Issues with powerd

Tue Mar 22 15:21:28 PST 2005

Nate,

Sorry about the BL. It's a real pain. I recently found that my home
system is on it, too, because it's in the heavily bot infested Comcast
space. I'll check and see if I can get root.org white-listed.

Just to let you know that I have not fallen off the face of the
earth. Real life has pretty much eaten up all of my time to paly with
this. I have continued to refine the existing powerd, but I think it
really needs a bit more context to work ideally.

The first issue is the difference between a system with only a couple of
speed settings and one that enables a large number of settings,
typically 8 or more.

When only a small number of settings are present, they are probably
widely spaced and all fast enough to be useful. When there are a lot of
settings, they are tightly spaced and the slowest may be too slow to
have practical use. At 150 MHz, my system is pretty useless. More
importantly, the tight spacing with the only a 10% range in utilization
makes powerd unstable. When the system drops to 150 MHz while idling,
even the slightest demand for CPU will increase the load to 20% and
trigger an increase in speed. The standard powerd code will increase CPU
speed to the maximum, the system will drop to well under 10%
utilization, the the CPU speed will start dropping. With the step so
closely spaced, it will invariably reach the point where the utilization
on even an "idle" system exceeds 20% and it pops back to maximum.
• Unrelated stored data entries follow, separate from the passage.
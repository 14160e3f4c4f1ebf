//! Load curves: time-value mappings driving prescribed constraints.

use std::collections::BTreeMap;

use fabrica_types::{Real, Time};
use serde::{Deserialize, Serialize};

/// Interpolation between curve points.
#[derive(Debug, Clone, Copy, PartialEq, Eq, Default, Serialize, Deserialize)]
pub enum Interpolation {
    /// Straight lines between points.
    #[default]
    Linear,
    /// Piecewise-constant steps.
    Step,
    /// Smooth (cubic spline) interpolation.
    Smooth,
}

/// Extrapolation outside the curve's time range.
#[derive(Debug, Clone, Copy, PartialEq, Eq, Default, Serialize, Deserialize)]
pub enum Extrapolation {
    /// Hold the boundary value.
    #[default]
    Constant,
    /// Continue along the boundary tangent.
    Tangent,
    /// Repeat the curve periodically.
    Repeat,
    /// Repeat the curve, offset by the last value each period.
    RepeatOffset,
}

/// An ordered time → value mapping with interpolation and
/// extrapolation modes. Points iterate sorted by time.
#[derive(Debug, Clone, PartialEq, Default)]
pub struct LoadCurve {
    /// Curve points, keyed and iterated in time order.
    pub points: BTreeMap<Time, Real>,
    /// Interpolation between points.
    pub interpolation: Interpolation,
    /// Extrapolation beyond the first/last point.
    pub extrapolation: Extrapolation,
}

impl LoadCurve {
    /// Creates an empty curve with the given modes.
    pub fn new(interpolation: Interpolation, extrapolation: Extrapolation) -> Self {
        Self {
            points: BTreeMap::new(),
            interpolation,
            extrapolation,
        }
    }

    /// Builds a curve from `(time, value)` pairs with the given modes.
    pub fn from_points(
        points: impl IntoIterator<Item = (Real, Real)>,
        interpolation: Interpolation,
        extrapolation: Extrapolation,
    ) -> Self {
        Self {
            points: points.into_iter().map(|(t, v)| (Time(t), v)).collect(),
            interpolation,
            extrapolation,
        }
    }

    /// A linear ramp through `(0,0)` and `(1,1)` — the conventional
    /// default multiplier curve.
    pub fn ramp() -> Self {
        Self::from_points(
            [(0.0, 0.0), (1.0, 1.0)],
            Interpolation::Linear,
            Extrapolation::Constant,
        )
    }

    /// Inserts one point, replacing any point at exactly that time.
    pub fn insert(&mut self, time: Real, value: Real) {
        self.points.insert(Time(time), value);
    }

    /// Number of points.
    pub fn len(&self) -> usize {
        self.points.len()
    }

    /// True if the curve has no points.
    pub fn is_empty(&self) -> bool {
        self.points.is_empty()
    }
}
Your latest patch really only helps a bit. The sawtooth is still there,
but does move more slowly. The down-side is that it never gets very
slow, so the battery dies too quickly. It now oscillates between 1800
and 750 MHz even when nothing is happening on the system.

My last patch tried increasing the speed one "notch" at a time. This
typically resulted in the system ratcheting between 300, 225, and 150
MHz when "idle", but it did not respond as well when it got really busy
as it took several seconds (about 7) to reach full speed. Not really
acceptable.

I then tried doubling the speed every time an increase was called
for. This was better, but tended to cause the machine to spend too much
time at higher speeds than was really needed. None the less, this
algorithm combined with a 150 ms polling interval is not too bad. Even
the step at a time works pretty well at the 150 ms polling rate, though,
so I'm not sure which is best. I still have problems setting -r to 80,
though. I see things run much better if I change it to 75.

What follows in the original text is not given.